2. Field-level confidence scores, not overall confidence. Instead of "this extraction is 90% confident," assign each field its own confidence score: vendor_name: 0.95, total: 0.70, invoice_date: 0.88. Low-confidence fields route to human review; high-confidence fields in the same document can be auto-processed. This captures where the model is uncertain, not just an aggregate. Modern extraction frameworks such as GLiNER return character offsets and per-field confidence scores as first-class outputs, demonstrating that field-level granularity is a standard production pattern [46].

3. Calibrate confidence thresholds against labeled validation sets. Model confidence is a signal, not a calibrated probability. Map model confidence to actual accuracy using a labeled holdout set [44]. "Model confidence 0.8 corresponds to 92% actual accuracy" gives you a review routing threshold you can defend. Without calibration, you are guessing. Post-hoc calibration methods such as Platt scaling (logistic regression fit on held-out scores) and isotonic regression (preferred for datasets with more than 1,000 examples) are the canonical tools for this mapping [45, 44].

4. Analyze accuracy by document type and field segment.
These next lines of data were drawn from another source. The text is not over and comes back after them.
//! Types exchanged with the data-plane API, as JSON over HTTPS.

use serde::{Deserialize, Serialize};
use std::fmt::{Debug, Formatter};

/// The standard error body returned by the service.
#[derive(Debug, Clone, Deserialize)]
pub(crate) struct ErrorResponse {
    #[serde(default)]
    pub error: ErrorDetail,
}

#[derive(Debug, Clone, Default, Deserialize)]
pub(crate) struct ErrorDetail {
    #[serde(default)]
    pub code: Option<String>,
    #[serde(default)]
    pub message: Option<String>,
}

/// The public portion of a stored key.
#[derive(Debug, Clone, Deserialize)]
pub struct JsonWebKey {
    /// The full versioned identifier of the key, as issued by the service.
    #[serde(default)]
    pub kid: Option<String>,
    /// The key type, e.g. `RSA-HSM`.
    #[serde(default)]
    pub kty: Option<String>,
    /// The operations the key may perform.
    #[serde(default)]
    pub key_ops: Vec<String>,
}

/// Management attributes attached to a key.
#[derive(Debug, Clone, Default, Deserialize)]
pub struct KeyAttributes {
    /// Whether the key is usable.
    #[serde(default)]
    pub enabled: Option<bool>,
    /// Creation time, seconds since the epoch.
    #[serde(default)]
    pub created: Option<i64>,
    /// Last update time, seconds since the epoch.
    #[serde(default)]
    pub updated: Option<i64>,
    /// How far the key can be brought back once deleted.
    #[serde(default, rename = "recoveryLevel")]
    pub recovery_level: Option<String>,
}

/// A live key as returned by the key read and recover operations.
#[derive(Debug, Clone, Deserialize)]
pub struct KeyBundle {
    /// The key material description.
    #[serde(default)]
    pub key: Option<JsonWebKey>,
    /// The key's management attributes.
    #[serde(default)]
    pub attributes: Option<KeyAttributes>,
}

/// A soft-deleted key, as returned by the delete and deleted-key read
/// operations.
#[derive(Debug, Clone, Deserialize)]
pub struct DeletedKeyBundle {
    /// The live-key portion of the tombstone.
    #[serde(flatten)]
    pub bundle: KeyBundle,
    /// The address under which the tombstone can be read and recovered.
    #[serde(default, rename = "recoveryId")]
    pub recovery_id: Option<String>,
    /// When the key was soft-deleted, seconds since the epoch.
    #[serde(default, rename = "deletedDate")]
    pub deleted_date: Option<i64>,
    /// When the service will erase the tombstone, seconds since the epoch.
    #[serde(default, rename = "scheduledPurgeDate")]
    pub scheduled_purge_date: Option<i64>,
}

/// One administrator key in a security-domain download request.
#[derive(Debug, Clone, Serialize)]
pub struct SecurityDomainKey {
    /// Content-derived fingerprint identifying the key to the service.
    pub kid: String,
    /// The key type.
    pub kty: String,
    /// The operations the key is offered for.
    pub key_ops: Vec<String>,
    /// The wrapping algorithm the service should use.
    pub alg: String,
    /// The certificate chain, standard base64 DER.
    pub x5c: Vec<String>,
    /// SHA-256 thumbprint of the leaf certificate, url-safe base64.
    #[serde(rename = "x5t#S256")]
    pub x5t_s256: String,
}

/// The body of a security-domain download request: the administrator key set
/// and the quorum threshold required to use it later.
#[derive(Debug, Clone, Serialize)]
pub struct CertificateSet {
    /// One entry per administrator certificate.
    pub certificates: Vec<SecurityDomainKey>,
    /// Minimum number of key-shares required to activate the domain.
    pub required: u32,
}

/// The envelope returned by the security-domain download call. The value is
/// an encrypted secret; it is withheld from `Debug` output.
#[derive(Clone, Deserialize)]
pub struct SecurityDomainEnvelope {
    /// The encrypted security-domain blob.
    pub value: String,
}

impl Debug for SecurityDomainEnvelope {
    fn fmt(&self, f: &mut Formatter<'_>) -> std::fmt::Result {
        f.debug_struct("SecurityDomainEnvelope")
            .field("value", &"<redacted>")
            .finish()
    }
}

/// Progress of an in-flight security-domain transfer.
#[derive(Debug, Clone, Deserialize)]
pub struct DownloadPending {
    /// The transfer status; `"Success"` once fully applied.
    pub status: String,
    /// Optional human-readable detail accompanying the status.
    #[serde(default)]
    pub status_details: Option<String>,
}
//! A [`Transport`] that connects using a reqwest client.

use crate::agent::agent_error::AgentError;
use std::future::Future;
use std::pin::Pin;
use url::Url;

/// The subset of HTTP methods the data plane is addressed with.
#[derive(Debug, Clone, Copy, PartialEq, Eq)]
pub enum Method {
    /// An idempotent read.
    Get,
    /// A state-changing submission carrying a JSON body.
    Post,
    /// A removal.
    Delete,
}

/// A raw response as seen by the transport. Status interpretation is the
/// agent's job; the transport only fails on connection-level problems.
#[derive(Debug, Clone)]
pub struct TransportResponse {
    /// The HTTP status code.
    pub status: u16,
    /// The MIME type of `body`, when the service provided one.
    pub content_type: Option<String>,
    /// The response body.
    pub body: Vec<u8>,
}

/// A facade over the connection to one data-plane host. This trait inverses
/// the control from the [`Agent`](super::Agent) over its connection code, and
/// resolves any direct dependency on a specific HTTP client from this crate.
///
/// An implementation of this trait using reqwest is provided with the feature
/// flag `reqwest`. Authentication is the transport's concern: callers that
/// need it supply a preconfigured client.
///
/// Any error returned by this trait bubbles up as [`AgentError::Transport`].
pub trait Transport {
    /// Sends one request and returns the raw response, whatever its status.
    fn request<'a>(
        &'a self,
        method: Method,
        url: Url,
        body: Option<Vec<u8>>,
    ) -> Pin<Box<dyn Future<Output = Result<TransportResponse, AgentError>> + Send + 'a>>;
}

#[cfg(feature = "reqwest")]
mod reqwest_transport {
    use super::{Method, Transport, TransportResponse};
    use crate::agent::agent_error::AgentError;
    use std::future::Future;
    use std::pin::Pin;
    use url::Url;

    /// A [`Transport`] using reqwest to make HTTPS calls to the data plane.
    #[derive(Debug, Clone)]
    pub struct ReqwestTransport {
        client: reqwest::Client,
    }

    impl ReqwestTransport {
        /// Creates a transport with a default rustls-backed client.
        pub fn create() -> Self {
            Self {
                client: reqwest::Client::builder()
                    .use_rustls_tls()
                    .build()
                    .expect("Could not create HTTP client."),
            }
        }

        /// Creates a transport that uses the given client, e.g. one carrying
        /// authentication middleware or a custom root store.
        pub fn create_with_client(client: reqwest::Client) -> Self {
            Self { client }
        }
    }

    impl Transport for ReqwestTransport {
        fn request<'a>(
            &'a self,
            method: Method,
            url: Url,
            body: Option<Vec<u8>>,
        ) -> Pin<Box<dyn Future<Output = Result<TransportResponse, AgentError>> + Send + 'a>>
        {
            async fn run(
                s: &ReqwestTransport,
                method: Method,
                url: Url,
                body: Option<Vec<u8>>,
            ) -> Result<TransportResponse, AgentError> {
                let method = match method {
                    Method::Get => reqwest::Method::GET,
                    Method::Post => reqwest::Method::POST,
                    Method::Delete => reqwest::Method::DELETE,
                };
                let mut request = s.client.request(method, url);
                if let Some(body) = body {
                    request = request
                        .header(reqwest::header::CONTENT_TYPE, "application/json")
                        .body(body);
                }

                let response = request
                    .send()
                    .await
                    .map_err(|x| AgentError::Transport(Box::new(x)))?;

                let status = response.status().as_u16();
                let content_type = response
                    .headers()
                    .get(reqwest::header::CONTENT_TYPE)
                    .and_then(|value| value.to_str().ok())
                    .map(|x| x.to_string());
                let body = response
                    .bytes()
                    .await
                    .map_err(|x| AgentError::Transport(Box::new(x)))?
                    .to_vec();

                Ok(TransportResponse {
                    status,
                    content_type,
                    body,
                })
            }

            Box::pin(run(self, method, url, body))
        }
    }
}

#[cfg(feature = "reqwest")]
pub use reqwest_transport::ReqwestTransport;
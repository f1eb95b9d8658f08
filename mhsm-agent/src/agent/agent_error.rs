//! Errors that can occur when using the data-plane agent.

use std::error::Error;
use std::fmt::{Debug, Display, Formatter};
use thiserror::Error;

/// An error that occurred when using the agent.
#[derive(Error, Debug)]
pub enum AgentError {
    /// The data-plane URI could not be parsed at all.
    #[error(r#"Invalid data-plane URI "{uri}": {reason}"#)]
    MalformedUri {
        /// The offending raw string.
        uri: String,
        /// Why the URI was rejected.
        reason: String,
    },

    /// The URI parsed, but its host or path does not match the identifier
    /// shape the caller asked for.
    #[error(r#""{raw}" does not match the expected format "{expected}""#)]
    SchemaMismatch {
        /// The offending raw string.
        raw: String,
        /// The canonical format template the string was expected to match.
        expected: &'static str,
    },

    /// The host resolved to a different cloud domain than the caller expected.
    #[error(r#""{uri}" is hosted under "{actual}" but the expected domain suffix is "{expected}""#)]
    DomainMismatch {
        /// The offending raw string.
        uri: String,
        /// The domain suffix the host actually carries.
        actual: String,
        /// The domain suffix the caller expected.
        expected: String,
    },

    /// The service confirmed the addressed item is absent. Fatal when an
    /// existing item was expected; treated as success when confirming a
    /// deletion.
    #[error(r#"The item at "{uri}" was not found: {message}"#)]
    NotFound {
        /// The address that was probed.
        uri: String,
        /// The message returned by the service, if any.
        message: String,
    },

    /// The service refused the call because a conflicting state transition is
    /// still in flight.
    #[error("The service reported a conflict: {message}")]
    Conflict {
        /// The message returned by the service.
        message: String,
    },

    /// The deadline elapsed while waiting on a remote state transition.
    #[error("Timed out waiting for {description}")]
    Timeout {
        /// The awaited condition.
        description: String,
    },

    /// There was an error underneath the HTTP client.
    #[error("A transport error occurred: {0}")]
    Transport(#[source] Box<dyn Error + Send + Sync>),

    /// The service returned an HTTP error that maps to no richer variant.
    #[error("The service returned an HTTP error: {0}")]
    Http(HttpErrorPayload),

    /// A response body could not be decoded as JSON.
    #[error("Invalid JSON response: {0}")]
    InvalidJsonResponse(#[from] serde_json::Error),

    /// The agent was built without a data-plane URI.
    #[error("A data-plane URI must be provided before building the agent.")]
    MissingEndpoint,

    /// The agent was built without a transport.
    #[error("A transport must be provided before building the agent.")]
    MissingTransport,
}

/// An HTTP error returned by the service.
pub struct HttpErrorPayload {
    /// The HTTP status code.
    pub status: u16,
    /// The MIME type of `content`.
    pub content_type: Option<String>,
    /// The body of the error.
    pub content: Vec<u8>,
}

impl HttpErrorPayload {
    fn fmt_human_readable(&self, f: &mut Formatter<'_>) -> Result<(), std::fmt::Error> {
        // Always try to render the body as text; fall back to the raw bytes.
        f.write_fmt(format_args!(
            "status {}, content type {:?}, content: {}",
            self.status,
            self.content_type.clone().unwrap_or_default(),
            String::from_utf8(self.content.clone()).unwrap_or_else(|_| format!(
                "(unable to decode content as UTF-8: {:?})",
                self.content
            )),
        ))?;
        Ok(())
    }
}

impl Debug for HttpErrorPayload {
    fn fmt(&self, f: &mut Formatter<'_>) -> Result<(), std::fmt::Error> {
        self.fmt_human_readable(f)
    }
}

impl Display for HttpErrorPayload {
    fn fmt(&self, f: &mut Formatter<'_>) -> Result<(), std::fmt::Error> {
        self.fmt_human_readable(f)
    }
}
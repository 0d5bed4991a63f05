// Serde helper modules for custom serialization/deserialization
//
// This module provides shared serialization utilities used across the crate.

use serde::{Deserialize, Deserializer};

/// Deserialize a value that the server may send as `null`, falling back to its default
pub fn null_as_default<'de, D, T>(deserializer: D) -> Result<T, D::Error>
where
    D: Deserializer<'de>,
    T: Deserialize<'de> + Default,
{
    Ok(Option::<T>::deserialize(deserializer)?.unwrap_or_default())
}

/// Module for serializing Duration with serde
/// Use with #[serde(with = "crate::utils::duration_serde")]
pub mod duration_serde {
    use chrono::Duration;
    use serde::{Deserialize, Deserializer, Serializer};

    pub fn serialize<S>(duration: &Duration, serializer: S) -> Result<S::Ok, S::Error>
    where
        S: Serializer,
    {
        serializer.serialize_i64(duration.num_seconds())
    }

    pub fn deserialize<'de, D>(deserializer: D) -> Result<Duration, D::Error>
    where
        D: Deserializer<'de>,
    {
        let seconds = i64::deserialize(deserializer)?;
        Ok(Duration::seconds(seconds))
    }
}
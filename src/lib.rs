//! MEMD Client Library
//!
//! This library provides a blocking client for the MEMD partner membership
//! API: token management, an authenticated JSON transport, member payload
//! validation and the member/policy lifecycle operations.

pub mod api;
pub mod commands;
pub mod config;
pub mod member;
pub mod schema;
pub mod utils;
pub mod workspace;

// Re-export main types for convenience
pub use api::{ApiError, ApiResult, MemdClient};
pub use config::{ApiConfig, ConfigManager};
pub use member::{EnsureOutcome, PolicyChange, PrimaryMember, TerminatedPolicy, TerminationOutcome};
pub use workspace::Workspace;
Aggregate accuracy hides problems. Your pipeline reports 97% overall accuracy. That sounds great until you break it down by document type: 99% on invoices, 98% on receipts, 73% on credit memos. The aggregate metric masks a failure mode on a specific document type. Before you reduce human review, verify consistent performance across all segments.

The Exam Signal

When a question describes an extraction system with "97% accuracy overall" that still has quality problems, the answer involves segmenting accuracy by document type and field. When a question describes routing to human review, the answer involves field-level confidence calibrated on a labeled set, not self-reported overall confidence.

The Exam Trap

Do not conflate this with the confidence-score trap from earlier articles. The prior articles say "do not use self-reported confidence as your only gate." This section says "when human review is the design, field-level confidence calibrated on labeled data is a legitimate routing signal." The difference is calibration and specificity.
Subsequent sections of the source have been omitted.